Payments might be one of the most mature and well-funded segments in fintech, but an investor at iZettle backer Index Ventures says that we’re closer to 10% done on the disruption curve than 90%. Speaking at the #execfintech conference in Frankfurt this week on a panel called “Is that it or can we expect more innovation in payment?” VC investor Timm Schipporeight pointed out many payments companies – including Adyen and Revolut (both Index companies) – are built on existing infrastructure like Swift, Visa and MasterCard.
Asked if the industry was 10%, 20% or 90% finished innovating, he said: “We’re probably more 10% done. It’s important to note that ultimately most of payment innovation happens on existing rails,” says Schipporeight. “We have seen relatively little fundamental innovation around how payments actually work.
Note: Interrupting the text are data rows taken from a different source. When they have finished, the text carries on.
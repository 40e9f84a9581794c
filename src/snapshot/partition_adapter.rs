use std::path::{Path, PathBuf};
use std::sync::Arc;

use log::{debug, info};

use crate::error::{display_paths, SnapshotError, SnapshotResult};
use crate::metrics::{
    record_export_failure, record_import_failure, record_import_run, record_snapshot_files_loaded,
    record_snapshot_target_saved,
};

use super::adapter::SnapshotServiceAdapter;
use super::engine::PartitionSnapshotEngine;
use super::format::SnapshotFormat;
use super::metadata::SnapshotMetadata;
use super::options::SnapshotOptions;

/// Adapter over a partition-scoped engine. Everything is file-oriented:
/// one engine call per file, no directory expansion.
pub struct PartitionSnapshotAdapter<K, V> {
    engine: Arc<dyn PartitionSnapshotEngine<K, V>>,
}

impl<K, V> PartitionSnapshotAdapter<K, V> {
    pub fn new(engine: Arc<dyn PartitionSnapshotEngine<K, V>>) -> Self {
        Self { engine }
    }

    pub fn engine(&self) -> &Arc<dyn PartitionSnapshotEngine<K, V>> {
        &self.engine
    }

    pub fn partition_name(&self) -> &str {
        self.engine.partition_name()
    }
}

impl<K, V> SnapshotServiceAdapter<K, V> for PartitionSnapshotAdapter<K, V> {
    fn create_options(&self) -> SnapshotOptions<K, V> {
        self.engine.create_options()
    }

    fn do_import(&self, configs: &[SnapshotMetadata<K, V>]) -> SnapshotResult<()> {
        for config in configs {
            let options = self.create_options_with_filter(config.filter());
            self.load_with_options(
                config.format(),
                &options,
                &[config.location().to_path_buf()],
            )?;
        }
        if !configs.is_empty() {
            record_import_run();
            info!(
                "partition snapshot import: partition={}, {} config(s) done",
                self.partition_name(),
                configs.len()
            );
        }
        Ok(())
    }

    fn load(&self, snapshot: &Path, format: SnapshotFormat) -> SnapshotResult<()> {
        debug!(
            "partition snapshot load: partition={}, file={}, format={}",
            self.partition_name(),
            snapshot.display(),
            format
        );
        self.engine.load(snapshot, format).map_err(|e| {
            record_import_failure();
            SnapshotError::Import {
                message: format!(
                    "Failed to load snapshot from file ({}) in format ({})",
                    snapshot.display(),
                    format
                ),
                locations: vec![snapshot.to_path_buf()],
                format,
                options: None,
                source: e,
            }
        })?;
        record_snapshot_files_loaded(1);
        Ok(())
    }

    /// The engine takes one file at a time: a failure on file N stops the loop,
    /// files 1..N-1 stay loaded.
    fn load_with_options(
        &self,
        format: SnapshotFormat,
        options: &SnapshotOptions<K, V>,
        snapshots: &[PathBuf],
    ) -> SnapshotResult<()> {
        for snapshot in snapshots {
            debug!(
                "partition snapshot load: partition={}, file={}, format={}, {}",
                self.partition_name(),
                snapshot.display(),
                format,
                options
            );
            self.engine
                .load_with_options(snapshot, format, options)
                .map_err(|e| {
                    record_import_failure();
                    SnapshotError::Import {
                        message: format!(
                            "Failed to load snapshots ({}) in format ({}) using options ({})",
                            display_paths(snapshots),
                            format,
                            options
                        ),
                        locations: snapshots.to_vec(),
                        format,
                        options: Some(options.to_string()),
                        source: e,
                    }
                })?;
            record_snapshot_files_loaded(1);
        }
        Ok(())
    }

    fn save(&self, snapshot: &Path, format: SnapshotFormat) -> SnapshotResult<()> {
        debug!(
            "partition snapshot save: partition={}, file={}, format={}",
            self.partition_name(),
            snapshot.display(),
            format
        );
        self.engine.save(snapshot, format).map_err(|e| {
            record_export_failure();
            SnapshotError::Export {
                message: format!(
                    "Failed to save snapshot to file ({}) in format ({})",
                    snapshot.display(),
                    format
                ),
                location: snapshot.to_path_buf(),
                format,
                options: None,
                source: e,
            }
        })?;
        record_snapshot_target_saved();
        Ok(())
    }

    fn save_with_options(
        &self,
        snapshot: &Path,
        format: SnapshotFormat,
        options: &SnapshotOptions<K, V>,
    ) -> SnapshotResult<()> {
        debug!(
            "partition snapshot save: partition={}, file={}, format={}, {}",
            self.partition_name(),
            snapshot.display(),
            format,
            options
        );
        self.engine
            .save_with_options(snapshot, format, options)
            .map_err(|e| {
                record_export_failure();
                SnapshotError::Export {
                    message: format!(
                        "Failed to save snapshot to file ({}) in format ({}) using options ({})",
                        snapshot.display(),
                        format,
                        options
                    ),
                    location: snapshot.to_path_buf(),
                    format,
                    options: Some(options.to_string()),
                    source: e,
                }
            })?;
        record_snapshot_target_saved();
        Ok(())
    }
}
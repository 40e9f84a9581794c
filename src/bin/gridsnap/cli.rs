use clap::{Parser, Subcommand};
use std::path::PathBuf;

use gridsnap::SnapshotFormat;

/// CLI для snapshot-сервиса in-memory grid'а
#[derive(Parser, Debug)]
#[command(name = "gridsnap", version, about = "Snapshot import/export for the in-memory grid")]
pub struct Cli {
    #[command(subcommand)]
    pub cmd: Cmd,
}

impl Cli {
    pub fn parse_args() -> Self {
        <Self as Parser>::parse()
    }
}

#[derive(Subcommand, Debug)]
pub enum Cmd {
    /// Initialize the service from a config (runs imports), then shut it down (runs exports)
    ///
    /// Config (JSON):
    /// {
    ///   "partition": "orders",
    ///   "imports": [{"location": "./in", "format": "native"}],
    ///   "exports": [{"location": "./out", "format": "json", "key_prefix": "user:"}]
    /// }
    Run {
        #[arg(long)]
        config: PathBuf,
        /// Print the summary as one JSON object
        #[arg(long)]
        json: bool,
    },
    /// Summarize a snapshot file (partition, entries, sizes)
    Inspect {
        #[arg(long)]
        path: PathBuf,
        #[arg(long, default_value_t = SnapshotFormat::Native)]
        format: SnapshotFormat,
        #[arg(long)]
        json: bool,
    },
    /// Initialize from a config, then deliver one ad hoc export trigger.
    /// Export failures on this path are logged and swallowed.
    #[command(name = "export-trigger")]
    Trigger {
        #[arg(long)]
        config: PathBuf,
        /// Target partition; omitted => store-wide trigger
        #[arg(long)]
        partition: Option<String>,
        /// Override export location (otherwise the configured exports are used)
        #[arg(long)]
        to: Option<PathBuf>,
        /// Format for --to
        #[arg(long)]
        format: Option<SnapshotFormat>,
        #[arg(long)]
        json: bool,
    },
}
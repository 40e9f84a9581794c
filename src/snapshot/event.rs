//! Trigger events for ad hoc exports.
//!
//! An event names its target scope (the whole store or one partition) and may carry
//! its own export metadata, which then wins over the orchestrator's static exports.
//! Delivery is synchronous: `EventDispatcher::publish` runs every listener inline
//! on the caller's thread, so a slow export blocks the publisher.

use std::sync::Arc;

use log::debug;

use super::metadata::SnapshotMetadata;

#[derive(Debug, Clone, PartialEq, Eq)]
pub enum SnapshotTarget {
    Store,
    Partition(String),
}

pub struct SnapshotTriggerEvent<K, V> {
    target: SnapshotTarget,
    metadata: Vec<SnapshotMetadata<K, V>>,
}

impl<K, V> SnapshotTriggerEvent<K, V> {
    /// Store-wide export request.
    pub fn store(metadata: Vec<SnapshotMetadata<K, V>>) -> Self {
        Self {
            target: SnapshotTarget::Store,
            metadata,
        }
    }

    /// Export request for one partition ("orders" and "/orders" are the same partition).
    pub fn partition<S: AsRef<str>>(name: S, metadata: Vec<SnapshotMetadata<K, V>>) -> Self {
        Self {
            target: SnapshotTarget::Partition(normalize_partition_name(name.as_ref()).to_string()),
            metadata,
        }
    }

    pub fn target(&self) -> &SnapshotTarget {
        &self.target
    }

    pub fn is_store_event(&self) -> bool {
        matches!(self.target, SnapshotTarget::Store)
    }

    pub fn is_partition_event(&self) -> bool {
        matches!(self.target, SnapshotTarget::Partition(_))
    }

    /// True if this is a partition event addressed to `partition`. `None` never matches.
    pub fn matches(&self, partition: Option<&str>) -> bool {
        match (&self.target, partition) {
            (SnapshotTarget::Partition(target), Some(name)) => {
                target.as_str() == normalize_partition_name(name)
            }
            _ => false,
        }
    }

    pub fn metadata(&self) -> &[SnapshotMetadata<K, V>] {
        &self.metadata
    }
}

/// Strip leading '/' so that full-path and bare partition names compare equal.
pub fn normalize_partition_name(name: &str) -> &str {
    name.trim().trim_start_matches('/')
}

/// Receiver side of trigger events.
pub trait SnapshotEventListener<K, V> {
    fn on_snapshot_event(&self, event: &SnapshotTriggerEvent<K, V>);
}

/// Minimal in-process fan-out of trigger events to registered listeners.
pub struct EventDispatcher<K, V> {
    listeners: Vec<Arc<dyn SnapshotEventListener<K, V>>>,
}

impl<K, V> EventDispatcher<K, V> {
    pub fn new() -> Self {
        Self {
            listeners: Vec::new(),
        }
    }

    pub fn register(&mut self, listener: Arc<dyn SnapshotEventListener<K, V>>) {
        self.listeners.push(listener);
    }

    pub fn len(&self) -> usize {
        self.listeners.len()
    }

    pub fn is_empty(&self) -> bool {
        self.listeners.is_empty()
    }

    pub fn publish(&self, event: &SnapshotTriggerEvent<K, V>) {
        debug!(
            "snapshot event: target={:?}, listeners={}",
            event.target(),
            self.listeners.len()
        );
        for listener in &self.listeners {
            listener.on_snapshot_event(event);
        }
    }
}

impl<K, V> Default for EventDispatcher<K, V> {
    fn default() -> Self {
        Self::new()
    }
}
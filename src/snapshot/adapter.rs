use std::fmt;
use std::fs;
use std::path::{Path, PathBuf};

use anyhow::{Context, Result};
use log::info;

use crate::error::SnapshotResult;

use super::format::SnapshotFormat;
use super::metadata::SnapshotMetadata;
use super::options::{SnapshotFilter, SnapshotOptions};
use super::partition_adapter::PartitionSnapshotAdapter;
use super::store_adapter::StoreSnapshotAdapter;

/// Uniform snapshot operations, independent of whether the backing engine
/// is store-wide or bound to a single partition.
///
/// An empty `configs` slice means "no work" and is never an error.
pub trait SnapshotServiceAdapter<K, V> {
    fn create_options(&self) -> SnapshotOptions<K, V>;

    /// Fresh options with the given filter attached.
    fn create_options_with_filter(
        &self,
        filter: Option<&SnapshotFilter<K, V>>,
    ) -> SnapshotOptions<K, V> {
        self.create_options().set_filter(filter.cloned())
    }

    /// Save every config in input order. The first failure aborts the rest.
    fn do_export(&self, configs: &[SnapshotMetadata<K, V>]) -> SnapshotResult<()> {
        for config in configs {
            let options = self.create_options_with_filter(config.filter());
            self.save_with_options(config.location(), config.format(), &options)?;
        }
        if !configs.is_empty() {
            crate::metrics::record_export_run();
            info!("snapshot export: {} config(s) done", configs.len());
        }
        Ok(())
    }

    fn do_import(&self, configs: &[SnapshotMetadata<K, V>]) -> SnapshotResult<()>;

    fn load(&self, location: &Path, format: SnapshotFormat) -> SnapshotResult<()>;

    fn load_with_options(
        &self,
        format: SnapshotFormat,
        options: &SnapshotOptions<K, V>,
        snapshots: &[PathBuf],
    ) -> SnapshotResult<()>;

    fn save(&self, location: &Path, format: SnapshotFormat) -> SnapshotResult<()>;

    fn save_with_options(
        &self,
        location: &Path,
        format: SnapshotFormat,
        options: &SnapshotOptions<K, V>,
    ) -> SnapshotResult<()>;
}

/// Snapshot files of a store-wide import directory.
///
/// Policy: immediate children only (no recursion), regular files only
/// (subdirectories and anything else are skipped), sorted by path.
pub fn list_snapshot_files(directory: &Path) -> Result<Vec<PathBuf>> {
    let rd = fs::read_dir(directory)
        .with_context(|| format!("read_dir {}", directory.display()))?;

    let mut files = Vec::new();
    for entry in rd {
        let entry = entry.with_context(|| format!("read_dir entry in {}", directory.display()))?;
        let path = entry.path();
        // is_file() следует симлинкам, как и проверка location в SnapshotMetadata.
        if path.is_file() {
            files.push(path);
        }
    }
    files.sort();
    Ok(files)
}

#[derive(Debug, Clone, Copy, PartialEq, Eq)]
pub enum ServiceKind {
    Store,
    Partition,
}

impl fmt::Display for ServiceKind {
    fn fmt(&self, f: &mut fmt::Formatter<'_>) -> fmt::Result {
        match self {
            ServiceKind::Store => f.write_str("store"),
            ServiceKind::Partition => f.write_str("partition"),
        }
    }
}

/// The adapter an orchestrator owns: exactly one of the two variants,
/// chosen once at construction.
pub enum SnapshotService<K, V> {
    Store(StoreSnapshotAdapter<K, V>),
    Partition(PartitionSnapshotAdapter<K, V>),
}

impl<K, V> SnapshotService<K, V> {
    pub fn kind(&self) -> ServiceKind {
        match self {
            SnapshotService::Store(_) => ServiceKind::Store,
            SnapshotService::Partition(_) => ServiceKind::Partition,
        }
    }

    pub fn as_store(&self) -> Option<&StoreSnapshotAdapter<K, V>> {
        match self {
            SnapshotService::Store(a) => Some(a),
            SnapshotService::Partition(_) => None,
        }
    }

    pub fn as_partition(&self) -> Option<&PartitionSnapshotAdapter<K, V>> {
        match self {
            SnapshotService::Partition(a) => Some(a),
            SnapshotService::Store(_) => None,
        }
    }
}

impl<K, V> SnapshotServiceAdapter<K, V> for SnapshotService<K, V> {
    fn create_options(&self) -> SnapshotOptions<K, V> {
        match self {
            SnapshotService::Store(a) => a.create_options(),
            SnapshotService::Partition(a) => a.create_options(),
        }
    }

    fn do_export(&self, configs: &[SnapshotMetadata<K, V>]) -> SnapshotResult<()> {
        match self {
            SnapshotService::Store(a) => a.do_export(configs),
            SnapshotService::Partition(a) => a.do_export(configs),
        }
    }

    fn do_import(&self, configs: &[SnapshotMetadata<K, V>]) -> SnapshotResult<()> {
        match self {
            SnapshotService::Store(a) => a.do_import(configs),
            SnapshotService::Partition(a) => a.do_import(configs),
        }
    }

    fn load(&self, location: &Path, format: SnapshotFormat) -> SnapshotResult<()> {
        match self {
            SnapshotService::Store(a) => a.load(location, format),
            SnapshotService::Partition(a) => a.load(location, format),
        }
    }

    fn load_with_options(
        &self,
        format: SnapshotFormat,
        options: &SnapshotOptions<K, V>,
        snapshots: &[PathBuf],
    ) -> SnapshotResult<()> {
        match self {
            SnapshotService::Store(a) => a.load_with_options(format, options, snapshots),
            SnapshotService::Partition(a) => a.load_with_options(format, options, snapshots),
        }
    }

    fn save(&self, location: &Path, format: SnapshotFormat) -> SnapshotResult<()> {
        match self {
            SnapshotService::Store(a) => a.save(location, format),
            SnapshotService::Partition(a) => a.save(location, format),
        }
    }

    fn save_with_options(
        &self,
        location: &Path,
        format: SnapshotFormat,
        options: &SnapshotOptions<K, V>,
    ) -> SnapshotResult<()> {
        match self {
            SnapshotService::Store(a) => a.save_with_options(location, format, options),
            SnapshotService::Partition(a) => a.save_with_options(location, format, options),
        }
    }
}
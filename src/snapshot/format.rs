use std::fmt;
use std::str::FromStr;

use anyhow::{anyhow, Result};
use serde::{Deserialize, Serialize};

use crate::consts::{JSON_EXT, NATIVE_EXT};

/// On-disk snapshot format. `Native` is the baseline used when nothing is specified.
#[derive(Debug, Clone, Copy, PartialEq, Eq, Hash, Default, Serialize, Deserialize)]
#[serde(rename_all = "lowercase")]
pub enum SnapshotFormat {
    #[default]
    Native,
    Json,
}

impl SnapshotFormat {
    /// File extension used by the bundled engines for this format.
    pub fn extension(&self) -> &'static str {
        match self {
            SnapshotFormat::Native => NATIVE_EXT,
            SnapshotFormat::Json => JSON_EXT,
        }
    }

    pub fn as_str(&self) -> &'static str {
        match self {
            SnapshotFormat::Native => "native",
            SnapshotFormat::Json => "json",
        }
    }
}

impl fmt::Display for SnapshotFormat {
    fn fmt(&self, f: &mut fmt::Formatter<'_>) -> fmt::Result {
        f.write_str(self.as_str())
    }
}

impl FromStr for SnapshotFormat {
    type Err = anyhow::Error;

    fn from_str(s: &str) -> Result<Self> {
        match s.trim().to_ascii_lowercase().as_str() {
            "native" | "gsnap" => Ok(SnapshotFormat::Native),
            "json" => Ok(SnapshotFormat::Json),
            other => Err(anyhow!("unknown snapshot format '{}' (expected native|json)", other)),
        }
    }
}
A lot of the innovation has happened more on the front or on consumer side rather than infrastructure side.”
Speaking on the same panel, GoCardless co-founder Hiroki Takeuchi said that as long as bank accounts remain the primary store of value, it’s difficult to change anything significantly in the backend in terms of of payments moving between institutions unless all the banks buy in to it: “Collaboration is necessary for innovation to happen.”
Volumes and mousetraps
One of the biggest challenges for companies in the payments space is that it tends to be a low margin business, hence why there are relatively few big global players – so are there still chances for new entrants? Yes, says Schipporeight, but it’s either about having a niche where you can add specific value to the merchant or customer, or else it’s a massive volume game “and both are very hard to do”.
So what does Index look for? “We always look for a very specific mouse trap: either reducing the cost for merchant or consumer and thus improving the bottom line for the merchant or improving the customer’s take.”
Without a sharply defined marketing strategy for the merchant or consumer side, they will otherwise just be competing with deep pocketed banks, so there needs to be a specific proposition. He says Index also looks for companies that strike a balance between building agile solutions and totally outsourcing features to third parties with a thin interface on top.
Where will monetisation come next?
So where are the opportunities for making money in payments in the future? Data monetisation is one: using data about where people spend their money to offer suggestions. A bank knows exactly where their customer is spending all their money, so could they begin to offer recommendations, suggests OptioPay co-founder Marcus Börner who says that’s a tangible touchpoint where innovation could happen. He says making money will be tough in the future the industry needs to “get smart” on how it can generating cash from payments.
“Knowing where people spend their money is wonderful data to offer them things that could be beneficial,” says Börner, speaking on the same panel. “It’s about lead generation – a bank can identify better opportunities for spending and get paid by someone who has an interest in acquiring new customers. The key is not to make it too commercial and more beneficial so they don’t feel like they’re being pushed.”
As Takeuchi points out, however, this is of course a very delicate area from a privacy, regulatory and security point of view. “You’d need to be careful about how the data is used – it has to be about benefits not monetisation otherwise you could be going down a pretty dangerous path,” he says.”
Marcus: people are used to everything being free so we need to get smart about generating cash in this field and it will be tough for everyone in payments to make money in the future.